# **Genism**

**Gensim** is a popular open-source natural language processing library. It uses top academic models to perform complex tasks like building document or word vectors, corpora and performing topic identification and document comparisons.

A word embedding or vector is trained from a larger corpus and is a multi-dimensional representation of a word or document. You can think of it as a multi-dimensional array normally with sparse features (lots of zeros and some ones). With these vectors, we can then see relationships among the words or documents based on how near or far they are and also what similar comparisons we find.
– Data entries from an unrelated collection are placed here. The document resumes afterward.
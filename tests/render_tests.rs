//! # End-to-End Render Tests
//!
//! Drive the public API the way an editor would: load a template, edit text,
//! render, drag, filter, stylize and export. Images come from data URLs so
//! no test touches the network.

use image::{DynamicImage, ImageFormat, Rgba, RgbaImage};
use pretty_assertions::assert_eq;
use std::convert::Infallible;
use std::sync::Arc;
use std::time::Duration;

use memeforge::collage::{Collage, CollageLayout};
use memeforge::filter::{FilterEngine, FilterSettings};
use memeforge::geometry::{CanvasGeometry, Rect, fit_canvas, map_area_to_canvas};
use memeforge::render::{RenderContext, RenderSettings, RenderStatus};
use memeforge::resolve::encode_png_data_url;
use memeforge::style::LocalStyleEngine;
use memeforge::template::{AreaId, SourceKind, TextArea, TextTarget};
use memeforge::text::wrap_text;
use memeforge::{DefaultImageLoader, EditingSession, EditorConfig, FontRegistry, MemeforgeError, Template};

const BASE: Rgba<u8> = Rgba([60, 90, 120, 255]);

fn data_url(w: u32, h: u32) -> String {
    encode_png_data_url(&DynamicImage::ImageRgba8(RgbaImage::from_pixel(w, h, BASE))).unwrap()
}

fn loader() -> DefaultImageLoader {
    DefaultImageLoader::new(RenderContext::new(reqwest::Client::new()))
}

fn two_panel(w: u32, h: u32) -> Template {
    let json = serde_json::json!({
        "name": "two panel",
        "image_url": data_url(w, h),
        "text_areas": [
            {"x": 0, "y": 0, "width": w, "height": h / 4, "default_text": "TOP"},
            {"x": 0, "y": h * 3 / 4, "width": w, "height": h / 4, "default_text": "BOTTOM"}
        ]
    });
    Template::from_json(&json.to_string()).unwrap()
}

fn session(template: Template) -> EditingSession {
    EditingSession::new(Arc::new(template), &EditorConfig::default(), Arc::new(FontRegistry::new())).unwrap()
}

// ============================================================================
// Reference scenarios
// ============================================================================

#[test]
fn test_native_area_at_half_scale() {
    let geometry = fit_canvas(400, 200, 200, 200);
    assert_eq!(
        geometry,
        CanvasGeometry {
            width: 200,
            height: 100,
            scale: 0.5
        }
    );
    let area = TextArea::new(0.0, 0.0, 200.0, 100.0);
    let rect = map_area_to_canvas(Some(&area), geometry, SourceKind::Native);
    assert_eq!(rect, Rect::new(0.0, 0.0, 100.0, 50.0));
}

#[test]
fn test_wrap_fits_on_one_line() {
    let measure = |s: &str| Ok::<_, Infallible>(s.len() as f32 * 10.0);
    let lines = wrap_text("The quick brown fox", 9999.0, measure).unwrap();
    assert_eq!(lines, vec!["The quick brown fox".to_string()]);
}

#[test]
fn test_wrap_never_splits_long_word() {
    let measure = |s: &str| Ok::<_, Infallible>(s.len() as f32 * 10.0);
    let lines = wrap_text("Supercalifragilisticexpialidocious", 50.0, measure).unwrap();
    assert_eq!(lines, vec!["Supercalifragilisticexpialidocious".to_string()]);
}

#[test]
fn test_manual_brightness_exact() {
    let mut canvas = RgbaImage::from_pixel(2, 2, Rgba([100, 100, 100, 255]));
    FilterEngine::Manual
        .apply(&mut canvas, &FilterSettings::new(150.0, 100.0, 100.0), 2, 2)
        .unwrap();
    assert!(canvas.pixels().all(|p| *p == Rgba([150, 150, 150, 255])));
}

// ============================================================================
// Editing sessions
// ============================================================================

#[tokio::test]
async fn test_large_image_renders_bounded_with_text() {
    let mut s = session(two_panel(1600, 1200));
    let result = s.render(&loader()).await.unwrap();
    assert_eq!(result.status, RenderStatus::Ready);

    let geometry = result.geometry.unwrap();
    assert_eq!((geometry.width, geometry.height), (800, 600));
    assert_eq!(geometry.scale, 0.5);

    let canvas = result.canvas.as_ref().unwrap();
    assert_eq!(canvas.dimensions(), (800, 600));
    // Captions land near the top and bottom anchors, the middle stays plain
    let has_ink = |y0: u32, y1: u32| (y0..y1).any(|y| (0..800).any(|x| *canvas.get_pixel(x, y) != BASE));
    assert!(has_ink(50, 100));
    assert!(has_ink(500, 550));
    assert!(!has_ink(250, 350));
}

#[tokio::test]
async fn test_text_edit_requires_new_render_before_export() {
    let mut s = session(two_panel(400, 400));
    let loader = loader();
    s.render(&loader).await.unwrap();
    let first = s.export(ImageFormat::Png).unwrap();

    s.set_text(&AreaId::positional(0), "ONE DOES NOT SIMPLY").unwrap();
    let err = s.export(ImageFormat::Png).unwrap_err();
    assert!(matches!(err, MemeforgeError::NotReady(_)));

    s.render(&loader).await.unwrap();
    let second = s.export(ImageFormat::Png).unwrap();
    assert!(first != second);
}

#[tokio::test]
async fn test_out_of_order_passes_keep_latest() {
    let mut s = session(two_panel(400, 400));
    let loader = loader();

    let old = s.begin_render();
    s.set_text(&AreaId::positional(1), "newer").unwrap();
    let new = s.begin_render();

    let new = new.run(&loader).await;
    assert!(s.commit(new).is_ok());
    let old = old.run(&loader).await;
    assert!(matches!(s.commit(old), Err(MemeforgeError::StaleRenderDiscarded { .. })));
    assert_eq!(s.last_result().generation(), 2);
}

#[tokio::test]
async fn test_drag_then_render_moves_caption() {
    let mut s = session(two_panel(400, 400));
    let loader = loader();
    s.set_text(&AreaId::positional(1), "").unwrap();
    s.render(&loader).await.unwrap();

    // Top caption is centered on (200, 50); drag it down by 250
    assert_eq!(s.pointer_down(200.0, 50.0), Some(TextTarget::Area(AreaId::positional(0))));
    s.pointer_move(200.0, 150.0);
    s.pointer_move(200.0, 300.0);
    s.pointer_leave();

    let result = s.render(&loader).await.unwrap();
    let canvas = result.canvas.as_ref().unwrap();
    let has_ink = |y0: u32, y1: u32| (y0..y1).any(|y| (0..400).any(|x| *canvas.get_pixel(x, y) != BASE));
    assert!(!has_ink(30, 70));
    assert!(has_ink(280, 320));
}

#[tokio::test]
async fn test_filters_apply_to_base_only() {
    let mut s = session(two_panel(200, 200));
    s.set_filters(FilterSettings::new(200.0, 100.0, 100.0));
    let result = s.render(&loader()).await.unwrap();
    let canvas = result.canvas.as_ref().unwrap();
    // Untouched corner is doubled
    assert_eq!(*canvas.get_pixel(0, 100), Rgba([120, 180, 240, 255]));
    // Caption fill is drawn after filtering; the filtered base never gets this red
    assert!(canvas.pixels().any(|p| p[0] > 200));
}

#[tokio::test]
async fn test_style_snapshot_and_jpeg_export() {
    let mut s = session(two_panel(300, 300));
    let loader = loader();
    s.render(&loader).await.unwrap();
    let outcome = s
        .apply_style(&LocalStyleEngine, "noir", 1.0, Duration::from_secs(10))
        .await
        .unwrap();
    assert!(outcome.is_styled());

    let result = s.render(&loader).await.unwrap();
    assert_eq!(result.status, RenderStatus::Ready);
    let jpeg = s.export(ImageFormat::Jpeg).unwrap();
    assert_eq!(&jpeg[..2], &[0xFF, 0xD8]);
}

#[tokio::test]
async fn test_base_image_swaps_keep_cache_bounded() {
    let loader = DefaultImageLoader::new(RenderContext::new(reqwest::Client::new()).with_capacity(4));
    let mut s = session(two_panel(64, 64));
    for i in 0..12u8 {
        let image = RgbaImage::from_pixel(64, 64, Rgba([i, 40, 80, 255]));
        s.set_base_image(encode_png_data_url(&DynamicImage::ImageRgba8(image)).unwrap());
        let result = s.render(&loader).await.unwrap();
        assert_eq!(result.status, RenderStatus::Ready);
        assert!(loader.context().cached_len().await <= 4);
    }
    assert_eq!(loader.context().cached_len().await, 4);
}

#[tokio::test]
async fn test_missing_image_fails_cleanly() {
    let template = Template::with_source("gone", "/definitely/not/here.png", vec![], SourceKind::Native);
    let mut s = session(template);
    let result = s.render(&loader()).await.unwrap();
    assert_eq!(result.status, RenderStatus::Failed);
    assert!(result.canvas.is_none());
    assert!(s.export(ImageFormat::Png).is_err());
}

// ============================================================================
// Collages
// ============================================================================

#[tokio::test]
async fn test_collage_renders_loaded_and_missing_cells() {
    let mut collage = Collage::new(CollageLayout::LeftFocus);
    collage.add_image(data_url(50, 80)).unwrap();
    collage.add_image("/missing/cell.png").unwrap();

    let (canvas, errors) = collage
        .render(&loader(), &RenderSettings::default(), &FontRegistry::new())
        .await;
    assert!(errors.is_empty());
    assert_eq!(canvas.dimensions(), (800, 800));
    // Focus cell filled with the image, right cells are placeholders
    assert_eq!(*canvas.get_pixel(200, 200), BASE);
    assert_eq!(*canvas.get_pixel(700, 30), Rgba([0xe0, 0xe0, 0xe0, 255]));
    assert_eq!(*canvas.get_pixel(700, 430), Rgba([0xe0, 0xe0, 0xe0, 255]));
}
For example, in this graphic we can see that the vector operation king minus queen is approximately equal to man minus woman. Or that Spain is to Madrid as Italy is to Rome. The deep learning algorithm used to create word vectors has been able to distill this meaning based on how those words are used throughout the text.
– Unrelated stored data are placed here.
//! Image resolution: turns an image reference into a decoded image.
//!
//! A reference is one of:
//! - a `data:` URL with a base64 payload
//! - an `http://` or `https://` URL
//! - a local file path (HEIC/HEIF decoded when the `heif` feature is on)

use async_trait::async_trait;
use base64::Engine;
use base64::engine::general_purpose::STANDARD as BASE64;
use image::{DynamicImage, ImageFormat};
use std::io::Cursor;
use std::path::Path;
use std::sync::Arc;

use crate::error::{MemeforgeError, Result};
use crate::render::context::RenderContext;

/// Async image supply. The only suspension point of a render pass.
#[async_trait]
pub trait ImageLoader: Send + Sync {
    async fn load(&self, reference: &str) -> Result<Arc<DynamicImage>>;
}

/// Loader for data URLs, http(s) and local files, with an in-memory cache.
#[derive(Debug, Clone)]
pub struct DefaultImageLoader {
    ctx: RenderContext,
}

impl DefaultImageLoader {
    pub fn new(ctx: RenderContext) -> Self {
        Self { ctx }
    }

    pub fn context(&self) -> &RenderContext {
        &self.ctx
    }
}

#[async_trait]
impl ImageLoader for DefaultImageLoader {
    async fn load(&self, reference: &str) -> Result<Arc<DynamicImage>> {
        fetch_image_with_ctx(reference, &self.ctx).await
    }
}

/// Resolve a reference using the context's HTTP client and cache.
pub async fn fetch_image_with_ctx(reference: &str, ctx: &RenderContext) -> Result<Arc<DynamicImage>> {
    if let Some(image) = ctx.cached(reference).await {
        tracing::debug!(reference = short(reference), "image cache hit");
        return Ok(image);
    }

    let image = if reference.starts_with("data:") {
        decode_data_url(reference)?
    } else if reference.starts_with("http://") || reference.starts_with("https://") {
        download(reference, &ctx.http_client).await?
    } else {
        let path = Path::new(reference);
        let bytes = tokio::fs::read(path)
            .await
            .map_err(|e| MemeforgeError::ImageLoad(format!("Failed to read {}: {}", path.display(), e)))?;
        decode_bytes(&bytes, Some(path))?
    };

    let image = Arc::new(image);
    ctx.store(reference, Arc::clone(&image)).await;
    tracing::debug!(
        reference = short(reference),
        width = image.width(),
        height = image.height(),
        "image loaded"
    );
    Ok(image)
}

async fn download(url: &str, client: &reqwest::Client) -> Result<DynamicImage> {
    let response = client
        .get(url)
        .send()
        .await
        .map_err(|e| MemeforgeError::ImageLoad(format!("Failed to download {}: {}", url, e)))?;
    if !response.status().is_success() {
        return Err(MemeforgeError::ImageLoad(format!(
            "Failed to download {}: HTTP {}",
            url,
            response.status()
        )));
    }
    let bytes = response
        .bytes()
        .await
        .map_err(|e| MemeforgeError::ImageLoad(format!("Failed to read image data: {}", e)))?;
    decode_bytes(&bytes, None)
}

/// Decode a `data:[<mime>][;base64],<payload>` URL.
pub fn decode_data_url(url: &str) -> Result<DynamicImage> {
    let rest = url
        .strip_prefix("data:")
        .ok_or_else(|| MemeforgeError::ImageLoad("Not a data URL".to_string()))?;
    let (meta, payload) = rest
        .split_once(',')
        .ok_or_else(|| MemeforgeError::ImageLoad("Data URL has no payload".to_string()))?;
    if !meta.ends_with(";base64") {
        return Err(MemeforgeError::ImageLoad(
            "Only base64 data URLs are supported".to_string(),
        ));
    }
    let bytes = BASE64
        .decode(payload.trim())
        .map_err(|e| MemeforgeError::ImageLoad(format!("Invalid base64 payload: {}", e)))?;
    decode_bytes(&bytes, None)
}

/// Encode an image as a PNG data URL.
pub fn encode_png_data_url(image: &DynamicImage) -> Result<String> {
    let mut bytes = Vec::new();
    image
        .write_to(&mut Cursor::new(&mut bytes), ImageFormat::Png)
        .map_err(|e| MemeforgeError::Encode(format!("Failed to encode PNG: {}", e)))?;
    Ok(format!("data:image/png;base64,{}", BASE64.encode(&bytes)))
}

/// Decode raw bytes, routing HEIC/HEIF containers to libheif.
fn decode_bytes(bytes: &[u8], path: Option<&Path>) -> Result<DynamicImage> {
    let heic_name = path
        .and_then(|p| p.extension())
        .and_then(|e| e.to_str())
        .is_some_and(|e| e.eq_ignore_ascii_case("heic") || e.eq_ignore_ascii_case("heif"));

    if is_heic(bytes) || heic_name {
        return decode_heic(bytes);
    }

    image::load_from_memory(bytes).map_err(|e| MemeforgeError::ImageLoad(format!("Failed to decode image: {}", e)))
}

/// Detect an ISO-BMFF container with a HEIF-family brand.
pub fn is_heic(data: &[u8]) -> bool {
    if data.len() < 12 {
        return false;
    }

    // Box size (4 bytes) followed by "ftyp"
    if &data[4..8] != b"ftyp" {
        return false;
    }

    let brand = &data[8..12];
    matches!(
        brand,
        b"heic" | b"heix" | b"hevc" | b"hevx" | b"heim" | b"heis" | b"hevm" | b"hevs" | b"mif1" | b"msf1"
    )
}

#[cfg(feature = "heif")]
fn decode_heic(data: &[u8]) -> Result<DynamicImage> {
    use image::RgbImage;
    use libheif_rs::{ColorSpace, HeifContext, LibHeif, RgbChroma};

    let lib_heif = LibHeif::new();
    let ctx = HeifContext::read_from_bytes(data)
        .map_err(|e| MemeforgeError::ImageLoad(format!("Failed to read HEIC: {}", e)))?;
    let handle = ctx
        .primary_image_handle()
        .map_err(|e| MemeforgeError::ImageLoad(format!("Failed to get primary image: {}", e)))?;
    let image = lib_heif
        .decode(&handle, ColorSpace::Rgb(RgbChroma::Rgb), None)
        .map_err(|e| MemeforgeError::ImageLoad(format!("Failed to decode HEIC image: {}", e)))?;

    let planes = image.planes();
    let interleaved = planes
        .interleaved
        .ok_or_else(|| MemeforgeError::ImageLoad("No interleaved RGB data in HEIC".to_string()))?;

    let (width, height) = (image.width(), image.height());
    let stride = interleaved.stride;
    let data = interleaved.data;

    let rgb = RgbImage::from_fn(width, height, |x, y| {
        let offset = y as usize * stride + x as usize * 3;
        match data.get(offset..offset + 3) {
            Some(px) => image::Rgb([px[0], px[1], px[2]]),
            None => image::Rgb([0, 0, 0]),
        }
    });

    Ok(DynamicImage::ImageRgb8(rgb))
}

#[cfg(not(feature = "heif"))]
fn decode_heic(_data: &[u8]) -> Result<DynamicImage> {
    Err(MemeforgeError::ImageLoad(
        "HEIC images need the `heif` feature".to_string(),
    ))
}

/// Shorten data URLs for log output.
fn short(reference: &str) -> &str {
    if reference.starts_with("data:") {
        "data:…"
    } else {
        reference
    }
}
A corpus (or if plural, corpora) is a set of texts used to help perform natural language processing tasks.

In [1]:
from gensim.corpora.dictionary import Dictionary
from nltk.tokenize import word_tokenize
my_documents = ['The movie was about a spaceship and aliens.','I really liked the movie!','Awesome action scenes, but boring characters.','The movie was awful! I hate alien films.','Space is cool! I liked the movie.','More space films, please!',]

tokenized_docs = [word_tokenize(doc.lower()) for doc in my_documents]
dictionary = Dictionary(tokenized_docs)
dictionary.token2id
corpus = [dictionary.doc2bow(doc) for doc in tokenized_docs]
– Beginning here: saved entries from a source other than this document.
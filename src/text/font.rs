//! Font faces: width measurement and coverage rasterization.
//!
//! The built-in face is the Spleen 12×24 bitmap font scaled to the requested
//! pixel size. It needs no font files, and its measurements are exact
//! (`chars × size / 2`), which keeps layout deterministic across machines.

use spleen_font::{FONT_12X24, PSF2Font};

use crate::error::{MemeforgeError, Result};

/// Anti-aliased coverage buffer for one rendered line.
#[derive(Debug, Clone, PartialEq)]
pub struct GlyphMask {
    pub width: usize,
    pub height: usize,
    /// Coverage per pixel: 0.0 = empty, 1.0 = fully inside a glyph.
    pub data: Vec<f32>,
}

impl GlyphMask {
    pub fn new(width: usize, height: usize) -> Self {
        Self {
            width,
            height,
            data: vec![0.0; width * height],
        }
    }

    #[inline]
    pub fn get(&self, x: usize, y: usize) -> f32 {
        self.data[y * self.width + x]
    }

    pub fn is_blank(&self) -> bool {
        self.data.iter().all(|&c| c <= 0.0)
    }
}

/// Width measurement and rasterization for one font.
///
/// Faces are shared across render passes, so implementations must be
/// `Send + Sync`.
pub trait FontFace: Send + Sync {
    /// Face name, for logs.
    fn name(&self) -> &str;

    /// Rendered width of `text` at `px` pixels.
    fn measure(&self, text: &str, px: f32) -> Result<f32>;

    /// Rasterize a single line. Mask height is the line box at `px`.
    fn rasterize(&self, text: &str, px: f32) -> Result<GlyphMask>;
}

pub(crate) fn check_px(face: &str, px: f32) -> Result<()> {
    if px.is_finite() && px > 0.0 {
        Ok(())
    } else {
        Err(MemeforgeError::MeasurementUnavailable(format!(
            "{}: invalid font size {}",
            face, px
        )))
    }
}

const SPLEEN_W: usize = 12;
const SPLEEN_H: usize = 24;
/// Subsamples per axis when downscaling glyph cells.
const SUPERSAMPLE: usize = 3;

/// Built-in bitmap face (Spleen 12×24).
#[derive(Debug, Clone, Copy, Default)]
pub struct SpleenFace;

impl SpleenFace {
    /// Cell size for a pixel height: the font is twice as tall as wide.
    fn cell(px: f32) -> (usize, usize) {
        let h = px.round().max(1.0) as usize;
        let w = (px / 2.0).round().max(1.0) as usize;
        (w, h)
    }

    /// 12×24 on/off bitmap for a character.
    fn glyph_bitmap(font: &mut PSF2Font, ch: char) -> Vec<u8> {
        let mut glyph = vec![0u8; SPLEEN_W * SPLEEN_H];
        if ch == ' ' {
            return glyph;
        }

        let utf8_bytes = ch.to_string();
        if let Some(spleen_glyph) = font.glyph_for_utf8(utf8_bytes.as_bytes()) {
            for (row_y, row) in spleen_glyph.enumerate() {
                for (col_x, on) in row.enumerate() {
                    let idx = row_y * SPLEEN_W + col_x;
                    if idx < glyph.len() && col_x < SPLEEN_W {
                        glyph[idx] = if on { 1 } else { 0 };
                    }
                }
            }
        } else {
            draw_box(&mut glyph, SPLEEN_W, SPLEEN_H);
        }
        glyph
    }
}

impl FontFace for SpleenFace {
    fn name(&self) -> &str {
        "spleen"
    }

    fn measure(&self, text: &str, px: f32) -> Result<f32> {
        check_px(self.name(), px)?;
        Ok(text.chars().count() as f32 * px / 2.0)
    }

    fn rasterize(&self, text: &str, px: f32) -> Result<GlyphMask> {
        check_px(self.name(), px)?;
        let (cell_w, cell_h) = Self::cell(px);
        let count = text.chars().count();
        let mut mask = GlyphMask::new((cell_w * count).max(1), cell_h);

        let mut font = PSF2Font::new(FONT_12X24).map_err(|_| {
            MemeforgeError::MeasurementUnavailable("Failed to load Spleen 12x24".to_string())
        })?;

        for (i, ch) in text.chars().enumerate() {
            let bitmap = Self::glyph_bitmap(&mut font, ch);
            let origin_x = i * cell_w;

            // Box-filter the 12x24 cell down (or up) to the target cell.
            for dy in 0..cell_h {
                for dx in 0..cell_w {
                    let mut hits = 0usize;
                    for sy in 0..SUPERSAMPLE {
                        for sx in 0..SUPERSAMPLE {
                            let fx = (dx as f32 + (sx as f32 + 0.5) / SUPERSAMPLE as f32) / cell_w as f32;
                            let fy = (dy as f32 + (sy as f32 + 0.5) / SUPERSAMPLE as f32) / cell_h as f32;
                            let bx = ((fx * SPLEEN_W as f32) as usize).min(SPLEEN_W - 1);
                            let by = ((fy * SPLEEN_H as f32) as usize).min(SPLEEN_H - 1);
                            hits += bitmap[by * SPLEEN_W + bx] as usize;
                        }
                    }
                    let coverage = hits as f32 / (SUPERSAMPLE * SUPERSAMPLE) as f32;
                    mask.data[dy * mask.width + origin_x + dx] = coverage;
                }
            }
        }

        Ok(mask)
    }
}

/// Draw a box outline in the glyph buffer.
fn draw_box(glyph: &mut [u8], width: usize, height: usize) {
    for x in 0..width {
        glyph[x] = 1;
        glyph[(height - 1) * width + x] = 1;
    }
    for y in 0..height {
        glyph[y * width] = 1;
        glyph[y * width + width - 1] = 1;
    }
}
ModuleNotFoundError: No module named 'gensim'

We can see that the Gensim corpus is a list of lists, each list item representing one document. Each document a series of tuples, the first item representing the tokenid from the dictionary and the second item representing the token frequency in the document.

Gensim models can be easily saved, updated, and reused. Our dictionary can also be updated. This more advanced and feature rich bag-of-words can be used in future exercises.

In [None]:
from gensim.corpora.dictionary import Dictionary 

# Create a Dictionary from the articles: dictionary
dictionary = Dictionary(articles)

# Select the id for "computer": computer_id
computer_id = dictionary.token2id.get("computer")

# Use computer_id with the dictionary to print the word
print(dictionary.get(computer_id))

# Create a MmCorpus: corpus
corpus = [dictionary.doc2bow(article) for article in articles]

# Print the first 10 word ids with their frequency counts from the fifth document
print(corpus[4][:10])

Another example:

In [None]:
# Save the fifth document: doc
doc = corpus[4]

# Sort the doc for frequency: bow_doc
bow_doc = sorted(doc, key=lambda w: w[1], reverse=True)

# Print the top 5 words of the document alongside the count
for word_id, word_count in bow_doc[:5]:
    print(dictionary.get(word_id), word_count)
    
# Create the defaultdict: total_word_count
total_word_count = defaultdict(int)
for word_id, word_count in itertools.chain.from_iterable(corpus):
    total_word_count[word_id] += int(word_count)